Fourteenth Sunday in Ordinary Time – Cycle A
This will certainly be the most profound experience of Independence Day in my lifetime. I think I’ve learned more about the truths we hold to be self-evident these past several months, and especially these past few weeks, than in all the years I lived before them.
It started, for me, about a month into the coronavirus. I had asked everyone I talked with, as the weeks went by, if they knew anyone who was sick, or had died, from the virus. Except for one well-known man who died early on, no one knew anyone, and we were all so grateful.
This continued for weeks and weeks, and as we learned more about who was most vulnerable to this disease I became more and more embarrassed to ask the question. Why? Because it was painfully clear, as time went on, that it was the elderly, and those “essential workers” driving the buses and cleaning the nursing homes, who were dying at the greatest numbers. No wonder all the people who look like me didn’t know any of those people who don’t.

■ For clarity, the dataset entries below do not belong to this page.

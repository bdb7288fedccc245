//! Catalog of conditions: statuses, volatiles, side conditions, hazards, pseudo-weathers, and
//! weathers.
//!
//! Conditions are looked up by ID when a move or another effect attaches them.

mod hazards;
mod pseudo_weather;
mod side_conditions;
mod status;
mod volatiles;
mod weather;

use std::sync::LazyLock;

use anyhow::Result;
use duel_data::{
    Status,
    Type,
};
pub use hazards::{
    Spikes,
    StealthRock,
    ToxicSpikes,
};
pub use pseudo_weather::{
    ElectricTerrain,
    TrickRoom,
};
pub use side_conditions::{
    LightScreen,
    Reflect,
    Safeguard,
    Tailwind,
    Wish,
};
pub use status::{
    Burn,
    Freeze,
    Paralysis,
    Poison,
    Sleep,
    Toxic,
};
pub use volatiles::{
    Attract,
    ChoiceLock,
    Confusion,
    DestinyBond,
    Disable,
    Flinch,
    LeechSeed,
    Protect,
    Taunt,
};
pub use weather::{
    WeatherEffect,
    WeatherKind,
};

use crate::{
    battle::{
        DamageCause,
        DamageOutcome,
    },
    battle_event,
    common::{
        FastHashMap,
        Id,
    },
    effect::{
        Effect,
        EffectContext,
    },
};

type Constructor = fn() -> Box<dyn Effect>;

fn boxed<E>() -> Box<dyn Effect>
where
    E: Effect + Default + Clone + 'static,
{
    Box::new(E::default())
}

fn registry<const N: usize>(entries: [(&'static str, Constructor); N]) -> FastHashMap<Id, Constructor> {
    entries
        .into_iter()
        .map(|(id, constructor)| (Id::from_known(id), constructor))
        .collect()
}

static VOLATILES: LazyLock<FastHashMap<Id, Constructor>> = LazyLock::new(|| {
    let entries: [(&'static str, Constructor); 8] = [
        ("attract", boxed::<Attract>),
        ("confusion", boxed::<Confusion>),
        ("destinybond", boxed::<DestinyBond>),
        ("disable", boxed::<Disable>),
        ("flinch", boxed::<Flinch>),
        ("leechseed", boxed::<LeechSeed>),
        ("protect", boxed::<Protect>),
        ("taunt", boxed::<Taunt>),
    ];
    registry(entries)
});

static SIDE_CONDITIONS: LazyLock<FastHashMap<Id, Constructor>> = LazyLock::new(|| {
    let entries: [(&'static str, Constructor); 5] = [
        ("lightscreen", boxed::<LightScreen>),
        ("reflect", boxed::<Reflect>),
        ("safeguard", boxed::<Safeguard>),
        ("tailwind", boxed::<Tailwind>),
        ("wish", boxed::<Wish>),
    ];
    registry(entries)
});

static HAZARDS: LazyLock<FastHashMap<Id, Constructor>> = LazyLock::new(|| {
    let entries: [(&'static str, Constructor); 3] = [
        ("spikes", boxed::<Spikes>),
        ("stealthrock", boxed::<StealthRock>),
        ("toxicspikes", boxed::<ToxicSpikes>),
    ];
    registry(entries)
});

static PSEUDO_WEATHERS: LazyLock<FastHashMap<Id, Constructor>> = LazyLock::new(|| {
    let entries: [(&'static str, Constructor); 2] = [
        ("electricterrain", boxed::<ElectricTerrain>),
        ("trickroom", boxed::<TrickRoom>),
    ];
    registry(entries)
});

fn create(registry: &FastHashMap<Id, Constructor>, id: &Id) -> Option<Box<dyn Effect>> {
    registry.get(id).map(|constructor| constructor())
}

/// Creates the effect for a major status.
pub fn status_effect(status: Status) -> Box<dyn Effect> {
    match status {
        Status::Burn => Box::new(Burn),
        Status::Freeze => Box::new(Freeze),
        Status::Paralysis => Box::new(Paralysis),
        Status::Poison => Box::new(Poison),
        Status::Sleep => Box::new(Sleep::default()),
        Status::Toxic => Box::new(Toxic::default()),
    }
}

pub fn create_volatile(id: &Id) -> Option<Box<dyn Effect>> {
    create(&VOLATILES, id)
}

pub fn create_side_condition(id: &Id) -> Option<Box<dyn Effect>> {
    create(&SIDE_CONDITIONS, id)
}

pub fn create_hazard(id: &Id) -> Option<Box<dyn Effect>> {
    create(&HAZARDS, id)
}

pub fn create_pseudo_weather(id: &Id) -> Option<Box<dyn Effect>> {
    create(&PSEUDO_WEATHERS, id)
}

pub fn create_weather(id: &Id) -> Option<Box<dyn Effect>> {
    WeatherKind::from_id(id).map(|kind| Box::new(WeatherEffect::new(kind)) as Box<dyn Effect>)
}

/// Locks a Mon into a single move.
pub fn choice_lock(move_id: Id) -> Box<dyn Effect> {
    Box::new(ChoiceLock::new(move_id))
}

/// Whether the weather is one of the indefinite weathers that only another of its kind can
/// replace.
pub fn is_trio_weather(id: &Id) -> bool {
    WeatherKind::from_id(id).is_some_and(|kind| kind.is_trio())
}

/// Types that take no residual damage from the weather.
pub fn weather_immune_types(id: &Id) -> &'static [Type] {
    match WeatherKind::from_id(id) {
        Some(WeatherKind::Sandstorm) => &[Type::Rock, Type::Ground, Type::Steel],
        Some(WeatherKind::Hail) => &[Type::Ice],
        _ => &[],
    }
}

/// Damages the host Mon by `1/divisor` of its max HP, attributed to the effect itself.
pub(crate) fn chip(ctx: &mut EffectContext, divisor: u16) -> Result<DamageOutcome> {
    let mon = ctx.mon_handle()?;
    let amount = (ctx.mon()?.max_hp / divisor).max(1);
    let cause = DamageCause::Effect(ctx.source().clone());
    ctx.battle().damage(mon, amount as u32, cause)
}

/// Logs that the host Mon cannot move.
pub(crate) fn log_cant(ctx: &mut EffectContext, reason: &str) -> Result<()> {
    let event = battle_event!("cant", ctx.mon()?.log_id(), format!("reason:{reason}"));
    ctx.log(event);
    Ok(())
}

/// Logs that an effect on the host Mon activated.
pub(crate) fn log_activate(ctx: &mut EffectContext, what: &str) -> Result<()> {
    let event = battle_event!("activate", ctx.mon()?.log_id(), format!("what:{what}"));
    ctx.log(event);
    Ok(())
}

#[cfg(test)]
mod conditions_test {
    use duel_data::{
        Status,
        Type,
    };

    use crate::{
        common::Id,
        conditions::{
            create_hazard,
            create_volatile,
            create_weather,
            is_trio_weather,
            status_effect,
            weather_immune_types,
        },
        effect::EffectSource,
    };

    #[test]
    fn creates_effects_by_id() {
        assert_eq!(
            create_volatile(&Id::from("flinch")).map(|effect| effect.source()),
            Some(EffectSource::volatile("flinch"))
        );
        assert_eq!(
            create_hazard(&Id::from("Stealth Rock")).map(|effect| effect.source()),
            Some(EffectSource::hazard("stealthrock"))
        );
        assert!(create_volatile(&Id::from("notacondition")).is_none());
        assert!(create_weather(&Id::from("sunnyday")).is_some());
    }

    #[test]
    fn status_effects_occupy_status_slot() {
        assert_eq!(
            status_effect(Status::Toxic).source(),
            EffectSource::Status(Status::Toxic)
        );
    }

    #[test]
    fn trio_weathers_are_indefinite() {
        for weather in ["desolateland", "primordialsea", "deltastream"] {
            let id = Id::from(weather);
            assert!(is_trio_weather(&id));
            assert_eq!(
                create_weather(&id).and_then(|effect| effect.initial_duration()),
                None
            );
        }
        assert!(!is_trio_weather(&Id::from("raindance")));
        assert_eq!(
            create_weather(&Id::from("raindance")).and_then(|effect| effect.initial_duration()),
            Some(5)
        );
    }

    #[test]
    fn sandstorm_spares_rock_ground_steel() {
        assert_eq!(
            weather_immune_types(&Id::from("sandstorm")),
            &[Type::Rock, Type::Ground, Type::Steel]
        );
        assert!(weather_immune_types(&Id::from("sunnyday")).is_empty());
    }
}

The other self-evident truth is now evident to the whole world: people who work in health care are just what they appeared to be when they applied to nursing school, pharmacy school, and medical school years ago. They are utterly devoted to caring for the sick, even at the risk of their health. Years of working in their field may have scarred them in some ways, but this virus has proven that they will lay down their own lives to save their patients.
Celebrate this Independence weekend. That we have so much to be proud of, and so much still to change, should be self-evident.
What things do you think our country needs to change first?